Connue en particulier pour ses collaborations avec Primal Scream et A Certain Ratio, la chanteuse anglaise Denise Johnson s’est éteinte hier, lundi 27 juillet, à l’âge de 56 ans. Aussi appréciée pour ses qualités humaines que pour ses talents vocaux, elle était très populaire au sein de la communauté musicale de Manchester.

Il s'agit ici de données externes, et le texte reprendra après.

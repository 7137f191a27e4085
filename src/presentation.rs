use crate::api::response::battery::{BatteryAggregate, BatteryLinkItem, FlowState, PvEntry};
use crate::api::response::component::PvData;
use crate::api::response::devices::DeviceRecord;
use crate::api::response::report::Report;
use crate::api::response::station_info::{Counters, StationInfo};
use crate::api::response::stations::StationRecord;
use crate::api::response::wifi::WifiInfo;
use crate::model::Snapshot;
use chrono::DateTime;
use chrono_tz::Tz;
use lazy_static::lazy_static;

#[derive(Debug, Clone, Copy, PartialEq, Eq)]
pub enum Category {
    Measurement,
    TotalIncreasing,
    Diagnostic,
}

impl Category {
    pub fn as_str(&self) -> &'static str {
        match self {
            Category::Measurement => "measurement",
            Category::TotalIncreasing => "total_increasing",
            Category::Diagnostic => "diagnostic",
        }
    }
}

#[derive(Debug, Clone, PartialEq)]
pub enum Value {
    Number(f64),
    Text(String),
    Timestamp(DateTime<Tz>),
}

type Extract<S> = Box<dyn Fn(&S, Tz) -> Option<Value> + Send + Sync>;

/// Static description of one exported value of a snapshot element of type `S`.
pub struct Descriptor<S> {
    pub key: &'static str,
    pub unit: Option<&'static str>,
    pub category: Category,
    pub labels: Vec<(&'static str, &'static str)>,
    extract: Extract<S>,
}

impl<S> Descriptor<S> {
    fn new<F>(key: &'static str, unit: Option<&'static str>, category: Category, extract: F) -> Descriptor<S>
    where
        F: Fn(&S, Tz) -> Option<Value> + Send + Sync + 'static,
    {
        Descriptor {
            key,
            unit,
            category,
            labels: Vec::new(),
            extract: Box::new(extract),
        }
    }

    fn label(mut self, name: &'static str, value: &'static str) -> Descriptor<S> {
        self.labels.push((name, value));
        self
    }

    pub fn extract(&self, source: &S, tz: Tz) -> Option<Value> {
        (self.extract)(source, tz)
    }
}

#[derive(Debug, Clone, PartialEq)]
pub struct Reading {
    pub key: &'static str,
    pub unit: Option<&'static str>,
    pub category: Category,
    pub labels: Vec<(&'static str, String)>,
    pub value: Value,
}

const W: Option<&str> = Some("W");
const KWH: Option<&str> = Some("kWh");
const PERCENT: Option<&str> = Some("%");
const DBM: Option<&str> = Some("dBm");

/* (label, consumption, battery discharge, grid import) */
const CONSUMPTION_FROM_PV: [(&str, &str, &str, &str); 4] = [
    ("day", "day", "day_out", "day2"),
    ("month", "month", "month_out", "month2"),
    ("year", "year", "year_out", "year2"),
    ("total", "all", "total_out", "total2"),
];

const PERIODS: [(&str, &str); 4] = [("day", "day"), ("month", "month"), ("year", "year"), ("total", "all")];

const REPORT_RATES: [&str; 7] = [
    "cover_rate",
    "storage_in_rate",
    "energy_self_rate",
    "meter_energy_p_rate",
    "storage_out_rate",
    "consumption_rate",
    "meter_energy_n_rate",
];

lazy_static! {
    static ref STATION_RECORD: Vec<Descriptor<StationRecord>> = vec![Descriptor::new(
        "installed_capacity",
        W,
        Category::Diagnostic,
        |s: &StationRecord, _| s.installed_capacity.map(Value::Number),
    )];
    static ref STATION_INFO: Vec<Descriptor<StationInfo>> = station_info_descriptors();
    static ref REPORT: Vec<Descriptor<Report>> = REPORT_RATES
        .iter()
        .map(|&rate| {
            Descriptor::new(rate, PERCENT, Category::Measurement, move |r: &Report, _| {
                r.rate(rate).map(Value::Number)
            })
        })
        .collect();
    static ref DEVICE: Vec<Descriptor<DeviceRecord>> = device_descriptors();
    static ref WIFI: Vec<Descriptor<WifiInfo>> = vec![
        Descriptor::new("wifi_signal", DBM, Category::Diagnostic, |w: &WifiInfo, _| w.rssi.map(Value::Number)),
        Descriptor::new("wifi_network", None, Category::Diagnostic, |w: &WifiInfo, _| {
            w.wifi.clone().map(Value::Text)
        }),
        Descriptor::new("ip_address", None, Category::Diagnostic, |w: &WifiInfo, _| {
            w.ip.clone().map(Value::Text)
        }),
    ];
    static ref BATTERY: Vec<Descriptor<BatteryAggregate>> = battery_descriptors();
    static ref BATTERY_PV: Vec<Descriptor<PvEntry>> = vec![Descriptor::new(
        "battery_device_pv_power",
        W,
        Category::Measurement,
        |p: &PvEntry, _| p.power.map(Value::Number),
    )];
    static ref BATTERY_LINK: Vec<Descriptor<BatteryLinkItem>> = vec![
        Descriptor::new("battery_link_soc", PERCENT, Category::Measurement, |i: &BatteryLinkItem, _| {
            i.soc.map(Value::Number)
        }),
        Descriptor::new("battery_link_kwh", KWH, Category::Measurement, |i: &BatteryLinkItem, _| {
            i.kwh.map(Value::Number)
        }),
    ];
    static ref PV_STRING: Vec<Descriptor<PvData>> = vec![Descriptor::new(
        "pv_power",
        W,
        Category::Measurement,
        |p: &PvData, _| Some(Value::Number(p.pv_power.unwrap_or(0.0))),
    )];
}

fn power(key: &'static str, field: fn(&StationInfo) -> Option<f64>) -> Descriptor<StationInfo> {
    Descriptor::new(key, W, Category::Measurement, move |s: &StationInfo, _| {
        Some(Value::Number(field(s).unwrap_or(0.0)))
    })
}

fn energy(
    key: &'static str,
    counters: fn(&StationInfo) -> &Counters,
    period: &'static str,
    field: String,
) -> Descriptor<StationInfo> {
    Descriptor::new(key, KWH, Category::TotalIncreasing, move |s: &StationInfo, _| {
        Some(Value::Number(counters(s).get(&field).unwrap_or(0.0)))
    })
    .label("period", period)
}

fn station_info_descriptors() -> Vec<Descriptor<StationInfo>> {
    let mut descriptors = vec![
        power("production_power", |s| s.power),
        power("grid_power", |s| s.grid_power),
        power("consumption_power", |s| s.consumption),
        power("battery_power", |s| s.battery_power),
        power("battery_pv_power", |s| s.battery_pv_power),
        Descriptor::new("battery_soc", PERCENT, Category::Measurement, |s: &StationInfo, _| {
            s.battery_soc.map(Value::Number)
        }),
        Descriptor::new("last_update", None, Category::Diagnostic, |s: &StationInfo, tz| {
            s.last_update_at(tz).map(Value::Timestamp)
        }),
    ];

    for (label, field) in PERIODS {
        descriptors.push(energy("production_energy", |s| &s.extra_data.production, label, field.to_owned()));
        descriptors.push(energy("consumption_energy", |s| &s.extra_data.consumption, label, field.to_owned()));
        descriptors.push(energy("grid_export_energy", |s| &s.extra_data.grid, label, format!("{}1", field)));
        descriptors.push(energy("grid_import_energy", |s| &s.extra_data.grid, label, format!("{}2", field)));
        descriptors.push(energy("battery_charge_energy", |s| &s.extra_data.battery, label, format!("{}_in", field)));
        descriptors.push(energy(
            "battery_discharge_energy",
            |s| &s.extra_data.battery,
            label,
            format!("{}_out", field),
        ));
    }

    for (label, consumption, battery, grid) in CONSUMPTION_FROM_PV {
        descriptors.push(
            Descriptor::new(
                "consumption_from_pv_energy",
                KWH,
                Category::TotalIncreasing,
                move |s: &StationInfo, _| {
                    let extra = &s.extra_data;
                    let total = extra.consumption.get(consumption).unwrap_or(0.0)
                        - extra.battery.get(battery).unwrap_or(0.0)
                        - extra.grid.get(grid).unwrap_or(0.0);
                    Some(Value::Number(total.max(0.0)))
                },
            )
            .label("period", label),
        );
    }

    descriptors
}

/* strings as-is, other scalars stringified */
fn text(value: Option<&serde_json::Value>) -> Option<Value> {
    match value? {
        serde_json::Value::Null => None,
        serde_json::Value::String(s) => Some(Value::Text(s.to_owned())),
        other => Some(Value::Text(other.to_string())),
    }
}

fn battery_power(flow: &'static str, field: fn(&BatteryAggregate) -> Option<f64>) -> Descriptor<BatteryAggregate> {
    Descriptor::new("battery_device_power", W, Category::Measurement, move |b: &BatteryAggregate, _| {
        field(b).map(Value::Number)
    })
    .label("flow", flow)
}

fn flow_state(
    direction: &'static str,
    state: fn(&BatteryAggregate) -> Option<&FlowState>,
) -> Vec<Descriptor<BatteryAggregate>> {
    vec![
        Descriptor::new("battery_device_flow_power", W, Category::Measurement, move |b: &BatteryAggregate, _| {
            state(b)?.power1.map(Value::Number)
        })
        .label("direction", direction)
        .label("channel", "1"),
        Descriptor::new("battery_device_flow_power", W, Category::Measurement, move |b: &BatteryAggregate, _| {
            state(b)?.power2.map(Value::Number)
        })
        .label("direction", direction)
        .label("channel", "2"),
        Descriptor::new("battery_device_remaining_time", None, Category::Diagnostic, move |b: &BatteryAggregate, _| {
            text(state(b)?.remaining_time.as_ref())
        })
        .label("direction", direction),
    ]
}

fn battery_descriptors() -> Vec<Descriptor<BatteryAggregate>> {
    let mut descriptors = vec![
        Descriptor::new("battery_device_energy", KWH, Category::Measurement, |b: &BatteryAggregate, _| {
            b.soc_kwh.map(Value::Number)
        }),
        Descriptor::new("battery_device_soc", PERCENT, Category::Measurement, |b: &BatteryAggregate, _| {
            b.soc.map(Value::Number)
        }),
        Descriptor::new("battery_device_avg_energy", KWH, Category::Measurement, |b: &BatteryAggregate, _| {
            b.avg_soc_kwh.map(Value::Number)
        }),
        Descriptor::new("battery_device_avg_soc", PERCENT, Category::Measurement, |b: &BatteryAggregate, _| {
            b.avg_soc.map(Value::Number)
        }),
        Descriptor::new("battery_device_online_state", None, Category::Diagnostic, |b: &BatteryAggregate, _| {
            text(b.online_state.as_ref())
        }),
        battery_power("battery", |b| b.battery_power),
        battery_power("consumption", |b| b.consumption_power),
        battery_power("solar", |b| b.solar_power),
        battery_power("pv", |b| b.pv_power),
        battery_power("off_grid", |b| b.off_grid_power),
    ];
    descriptors.extend(flow_state("charge", |b| b.charge_data.as_ref()));
    descriptors.extend(flow_state("discharge", |b| b.discharge_data.as_ref()));
    descriptors
}

fn device_descriptors() -> Vec<Descriptor<DeviceRecord>> {
    vec![
        Descriptor::new("online_state", None, Category::Diagnostic, |d: &DeviceRecord, _| {
            text(d.online_state.as_ref())
        }),
        Descriptor::new("device_battery_soc", PERCENT, Category::Measurement, |d: &DeviceRecord, _| {
            d.battery_soc().map(Value::Number)
        }),
        Descriptor::new("cluster_mode", None, Category::Diagnostic, |d: &DeviceRecord, _| {
            d.cluster_mode().map(Value::Text)
        }),
    ]
}

fn emit<S>(
    descriptors: &[Descriptor<S>],
    source: &S,
    tz: Tz,
    labels: &[(&'static str, String)],
    readings: &mut Vec<Reading>,
) {
    for descriptor in descriptors {
        if let Some(value) = descriptor.extract(source, tz) {
            let mut all_labels = labels.to_vec();
            all_labels.extend(descriptor.labels.iter().map(|&(name, value)| (name, value.to_owned())));
            readings.push(Reading {
                key: descriptor.key,
                unit: descriptor.unit,
                category: descriptor.category,
                labels: all_labels,
                value,
            });
        }
    }
}

fn with(labels: &[(&'static str, String)], name: &'static str, value: &str) -> Vec<(&'static str, String)> {
    let mut labels = labels.to_vec();
    labels.push((name, value.to_owned()));
    labels
}

/// Flatten a snapshot into labelled readings. Elements without an identifier are skipped.
pub fn readings(snapshot: &Snapshot, tz: Tz) -> Vec<Reading> {
    let mut readings = Vec::new();

    for record in &snapshot.stations {
        let station_id = match record.stations_id.as_deref() {
            Some(id) => id,
            None => continue,
        };
        let station = vec![("station", station_id.to_owned())];
        emit(&STATION_RECORD, record, tz, &station, &mut readings);

        if let Some(info) = snapshot.stations_info.get(station_id) {
            emit(&STATION_INFO, info, tz, &station, &mut readings);
        }

        if let Some(reports) = snapshot.stations_reports.get(station_id) {
            for (window, report) in reports {
                emit(&REPORT, report, tz, &with(&station, "window", window.as_str()), &mut readings);
            }
        }

        let devices = match snapshot.stations_devices.get(station_id) {
            Some(devices) => devices,
            None => continue,
        };
        let component = snapshot.stations_component.get(station_id);

        for device in &devices.devices {
            let device_id = match device.device_id.as_deref() {
                Some(id) => id,
                None => continue,
            };
            let serial = device.serial();
            let labels = with(&station, "device", device_id);

            emit(&DEVICE, device, tz, &labels, &mut readings);
            if let Some(wifi) = serial.and_then(|sn| devices.wifi.get(sn)) {
                emit(&WIFI, wifi, tz, &labels, &mut readings);
            }

            if let Some(links) = devices.battery_links.get(device_id) {
                emit(&BATTERY, &links.data, tz, &labels, &mut readings);
                for (index, pv) in links.data.pv_list.iter().enumerate() {
                    let pv_index = (index + 1).to_string();
                    emit(&BATTERY_PV, pv, tz, &with(&labels, "pv", &pv_index), &mut readings);
                }
                for item in &links.data.items {
                    if let Some(sn) = item.sn.as_deref() {
                        emit(&BATTERY_LINK, item, tz, &with(&labels, "link", sn), &mut readings);
                    }
                }
            }

            if let (Some(serial), Some(component)) = (serial, component) {
                for pv in component.pv_data.iter().filter(|pv| pv.sn.as_deref() == Some(serial)) {
                    let string = pv.pv.as_deref().unwrap_or_default();
                    emit(&PV_STRING, pv, tz, &with(&labels, "pv", string), &mut readings);
                }
            }
        }
    }

    readings
}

Capable de traverser un large spectre, du blues le plus aride au funk le plus torride, la voix vibrante et gorgée d’âme de Denise Johnson s’est d’abord insinuée dans d’innombrables oreilles via Dont’ Fight It, Feel It. Ode tourbillonnante à l’hédonisme nocturne, cette chanson kaléidoscopique – dotée d’un clip ad hoc – figure sur le légendaire Screamadelica (1991) de Primal Scream, grand brasier multicolore dans lequel rock, dub, acid-house et funk entrent en fusion. Produit par Andrew Weatherall, l’album synthétise parfaitement le son et l’esprit exubérants de « Madchester », courant musical bariolé qui a fait souffler durant plusieurs années un sacré vent de folie sur Manchester – et bien au-delà.
Vocation précoce
Après Andrew Weatherall, décédé le 17 février dernier, Denise Johnson a rendu son dernier souffle hier, lundi 27 juillet. La cause officielle de sa mort n’ayant pas encore été rendue publique. Révélée par Screamadelica, la chanteuse apparaît aujourd’hui comme une voix emblématique de la scène indépendante mancunienne.
Née le 31 juillet 1963, Denise Johnson a grandi à Hulme, cité industrielle dans la banlieue sud de Manchester. Durant son enfance, bercée par le reggae et le ska (sa mère étant d’origine jamaïcaine), puis fascinée par la comédie musicale La Mélodie du bonheur (1965), elle chante souvent, toute seule ou dans des chorales scolaires, et sent déjà en elle poindre sa vocation.
“ C’est tout ce que je voulais faire. Il ne s’agissait pas de devenir célèbre. Je voulais simplement chanter ”, raconte-t-elle dans une interview publiée par le magazine Product en 2018.
Rencontre décisive
Insistant, ce rêve d’enfant va se réaliser peu à peu. Chanteuse professionnelle dans les années 1980, Denise Johnson intègre le groupe de soul Fifth of Heaven à la fin de la décennie. La rencontre décisive avec Primal Scream va avoir lieu peu de temps après, la connexion s’effectuant via le musicien Tony Martin, moitié du duo Hypnotone. Conquis par la voix de la jeune femme, Bobby Gillespie, le leader de Primal Scream, l’enrôle pour chanter sur Dont’ Fight It, Feel It.
Dans la foulée, le groupe écossais propose à Denise Johnson de l’accompagner en tournée. Après avoir opposé plusieurs refus, elle finit par accepter. Leur liaison artistique va durer cinq ans, de 1990 à 1995. Outre les prestations live, elle se concrétise à nouveau en studio avec Give Out But Don’t Give Up (1994), album qui voit Primal Scream se réorienter vers un rock stonien, teinté de blues et de funk. Très présente, Denise Johnson y fait entendre sa voix sur plusieurs chansons, dont la chanson-titre et Funky Jam, toutes deux interprétées en duo avec George Clinton.
À partir de 1990, elle devient par ailleurs une accompagnatrice live régulière d’un groupe majeur de Manchester, A Certain Ratio, dont la musique – un post-punk ondoyant à forte teneur en funk – lui correspond tout à fait. Participant aussi à plusieurs albums du groupe, elle illumine par exemple Be What You Wanne Be, chanson au groove irrésistible qui se trouve sur l’album acr:mcr (1990).
Au final, le cheminement avec ACR aura duré trente ans et occasionné plus de deux cents concerts, selon les estimations fournies par le groupe. Denise Johnson chante aussi sur leur tout nouvel album, Acr Loco, dont la sortie est annoncée pour le 25 septembre.
Très appréciée, sur le plan humain autant que sur le plan musical, la chanteuse sera régulièrement sollicitée, en particulier durant les années 1990. Elle va mettre ainsi sa voix ardente au service de nombreux autres groupes ou artistes, parmi lesquels New Order, Electronic, Ian Brown, Beth Orton, I Am Kloot ou encore Michael Hutchence (INXS).
Longtemps limitée à deux EP, Rays of The Rising Sun (1994) et I Believe (1996), la discographie solo de Denise Johnson va bientôt s’enrichir d’un album Where Does It Go. Mêlant compositions originales et reprises de chansons de groupes de Manchester, notamment True Faith de New Oder, ce premier long format – hélas posthume – doit paraître le 25 septembre, en même temps que le nouvel album d’ACR.